On 02/07/14 at 05:19pm, Dave Young wrote: > On 02/07/14 at 05:06pm, WANG Chao wrote: > > On 02/07/14 at 04:32pm, Dave Young wrote: > > > > > > Kdump does not support secure boot yet, so let's claim it is not supported > > > at the begginning of service start function. > > > > > > In this patch for checking secure boot status I'm checking the efivars per > > > suggestion from pjones. see in code comments for the details. > > > > Why you didn't use /sys/kernel/security/securelevel interface? > > > > From > > http://git.app.eng.bos.redhat.com/rhel7.git/tree/Documentation/security/s..., > > it says: > > > > Linux securelevel interface > > --------------------------- > > > > The Linux securelevel interface (inspired by the BSD securelevel interface) > > is a runtime mechanism for configuring coarse-grained kernel-level security > > restrictions. It provides a runtime configuration variable at > > /sys/kernel/security/securelevel which can be written to by root. The > > following values are supported: > > > > -1: Permanently insecure mode. This level is equivalent to level 0, but once > > set cannot be changed. > > > > 0: Insecure mode (default).
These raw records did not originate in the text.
//! Configuration management

use crate::multiplex::{MuxConfig, PaddingConfig, PaddingStrategy};
use crate::proxy::DEFAULT_AUTH_HEADER;
use crate::registry::ProxyConfig;
use crate::transport::TransportConfig;
use serde::{Deserialize, Serialize};
use std::collections::HashMap;
use std::path::Path;
use std::time::Duration;

/// Main configuration
#[derive(Debug, Clone, Default, Serialize, Deserialize)]
pub struct Config {
    /// Local listeners
    #[serde(default)]
    pub client: ClientConfig,
    /// Remote proxy endpoint and protocol parameters
    pub proxy: ProxyConfig,
    /// Multiplexer settings
    #[serde(default)]
    pub multiplex: MultiplexConfig,
    /// Proxyless attempt policy
    #[serde(default)]
    pub policy: PolicyConfig,
    /// Direct dialing with packet manipulation, tried before the proxy
    #[serde(default)]
    pub proxyless: Option<ProxylessConfig>,
    /// Logging configuration
    #[serde(default)]
    pub logging: LoggingConfig,
}

impl Config {
    /// Load configuration from file
    pub fn load<P: AsRef<Path>>(path: P) -> Result<Self, crate::Error> {
        let content = std::fs::read_to_string(path)
            .map_err(|e| crate::Error::Config(format!("Failed to read config: {}", e)))?;

        toml::from_str(&content)
            .map_err(|e| crate::Error::Config(format!("Failed to parse config: {}", e)))
    }

    /// Save configuration to file
    pub fn save<P: AsRef<Path>>(&self, path: P) -> Result<(), crate::Error> {
        let content = toml::to_string_pretty(self)
            .map_err(|e| crate::Error::Config(format!("Failed to serialize config: {}", e)))?;

        std::fs::write(path, content)
            .map_err(|e| crate::Error::Config(format!("Failed to write config: {}", e)))
    }
}

/// Local listener configuration
#[derive(Debug, Clone, Serialize, Deserialize)]
#[serde(default)]
pub struct ClientConfig {
    /// Local HTTP proxy address
    pub http_listen: Option<String>,
    /// Local SOCKS5 proxy address
    pub socks5_listen: Option<String>,
    /// Basic auth username for the local listeners
    pub username: Option<String>,
    /// Basic auth password for the local listeners
    pub password: Option<String>,
    /// Token injected into forwarded HTTP requests
    pub auth_token: Option<String>,
    /// Header carrying `auth_token`
    pub auth_header: String,
    /// TCP connect timeout in seconds
    pub connect_timeout: u64,
}

impl Default for ClientConfig {
    fn default() -> Self {
        Self {
            http_listen: Some("127.0.0.1:8080".to_string()),
            socks5_listen: Some("127.0.0.1:1080".to_string()),
            username: None,
            password: None,
            auth_token: None,
            auth_header: DEFAULT_AUTH_HEADER.to_string(),
            connect_timeout: TransportConfig::default().connect_timeout,
        }
    }
}

impl ClientConfig {
    /// Credentials, when both halves are set
    pub fn credentials(&self) -> Option<(String, String)> {
        Some((self.username.clone()?, self.password.clone()?))
    }

    /// TCP settings for every chain
    pub fn transport(&self) -> TransportConfig {
        TransportConfig {
            connect_timeout: self.connect_timeout,
            ..TransportConfig::default()
        }
    }
}

/// Multiplexer configuration
#[derive(Debug, Clone, Serialize, Deserialize)]
#[serde(default)]
pub struct MultiplexConfig {
    /// Physical sessions kept open
    pub pool_size: usize,
    /// Concurrent streams per session
    pub max_streams: usize,
    /// Per-stream flow control window in bytes
    pub window_size: u32,
    /// Seconds between keepalive pings, 0 disables them
    pub keepalive_interval: u64,
    /// Frame padding: none, block:N, random:N or pow2
    pub padding: String,
}

impl Default for MultiplexConfig {
    fn default() -> Self {
        let mux = MuxConfig::default();
        Self {
            pool_size: mux.pool_size,
            max_streams: mux.max_streams,
            window_size: mux.window_size,
            keepalive_interval: mux.keepalive_interval,
            padding: "none".to_string(),
        }
    }
}

impl MultiplexConfig {
    /// Convert to the multiplexer's own settings
    pub fn to_mux_config(&self) -> Result<MuxConfig, crate::Error> {
        let strategy: PaddingStrategy = self
            .padding
            .parse()
            .map_err(|e| crate::Error::Config(format!("multiplex.padding: {}", e)))?;

        let padding = match strategy {
            PaddingStrategy::None => None,
            strategy => Some(PaddingConfig {
                strategy,
                ..PaddingConfig::default()
            }),
        };

        let mux = MuxConfig {
            pool_size: self.pool_size,
            max_streams: self.max_streams,
            window_size: self.window_size,
            keepalive_interval: self.keepalive_interval,
            padding,
        };
        mux.validate()?;
        Ok(mux)
    }
}

/// Proxyless attempt policy
#[derive(Debug, Clone, Serialize, Deserialize)]
#[serde(default)]
pub struct PolicyConfig {
    /// Hours after which a failed destination is tried directly again
    pub staleness_hours: u64,
}

impl Default for PolicyConfig {
    fn default() -> Self {
        Self {
            staleness_hours: crate::policy::DEFAULT_STALENESS.as_secs() / 3600,
        }
    }
}

impl PolicyConfig {
    /// Staleness window
    pub fn staleness(&self) -> Duration {
        Duration::from_secs(self.staleness_hours * 3600)
    }
}

/// Proxyless dialing
#[derive(Debug, Clone, Serialize, Deserialize)]
pub struct ProxylessConfig {
    /// Packet manipulation techniques, e.g. `split:2|tlsfrag:5`
    pub techniques: String,
}

/// Logging configuration
#[derive(Debug, Clone, Serialize, Deserialize)]
#[serde(default)]
pub struct LoggingConfig {
    /// Log level (trace, debug, info, warn, error) or a full filter
    pub level: String,
    /// Log format (pretty, compact)
    pub format: String,
}

impl Default for LoggingConfig {
    fn default() -> Self {
        Self {
            level: "info".to_string(),
            format: "pretty".to_string(),
        }
    }
}

/// Generate example configuration
pub fn generate_example_config() -> Config {
    let mut params = HashMap::new();
    params.insert("cipher".to_string(), "chacha20-ietf-poly1305".to_string());
    params.insert("secret".to_string(), "change-me".to_string());
    params.insert("prefix".to_string(), "%16%03%01%00%C2%A8%01%01".to_string());

    Config {
        client: ClientConfig::default(),
        proxy: ProxyConfig {
            server: "proxy.example.com".to_string(),
            port: 8388,
            protocol: "shadowsocks".to_string(),
            params,
        },
        multiplex: MultiplexConfig::default(),
        policy: PolicyConfig::default(),
        proxyless: Some(ProxylessConfig {
            techniques: "split:2|tlsfrag:5".to_string(),
        }),
        logging: LoggingConfig::default(),
    }
}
This level imposes no additional kernel > > restrictions. > > > > 1: Secure mode. If set, userspace will be unable to perform direct access > > to PCI devices, port IO access, access system memory directly via > > /dev/mem and /dev/kmem, perform kexec_load(), use the userspace > > software suspend mechanism, insert new ACPI code at runtime via the > > custom_method interface or modify CPU MSRs (on x86). Certain drivers > > may also limit additional interfaces. > > > > Once the securelevel value is increased, it may not be decreased. > > I'm not sure the securelevel is equal to secore boot enforcing mode. > I'd like to hear what Peter's opinion about this. Sure. Peter, could you please explain your opinion a little bit?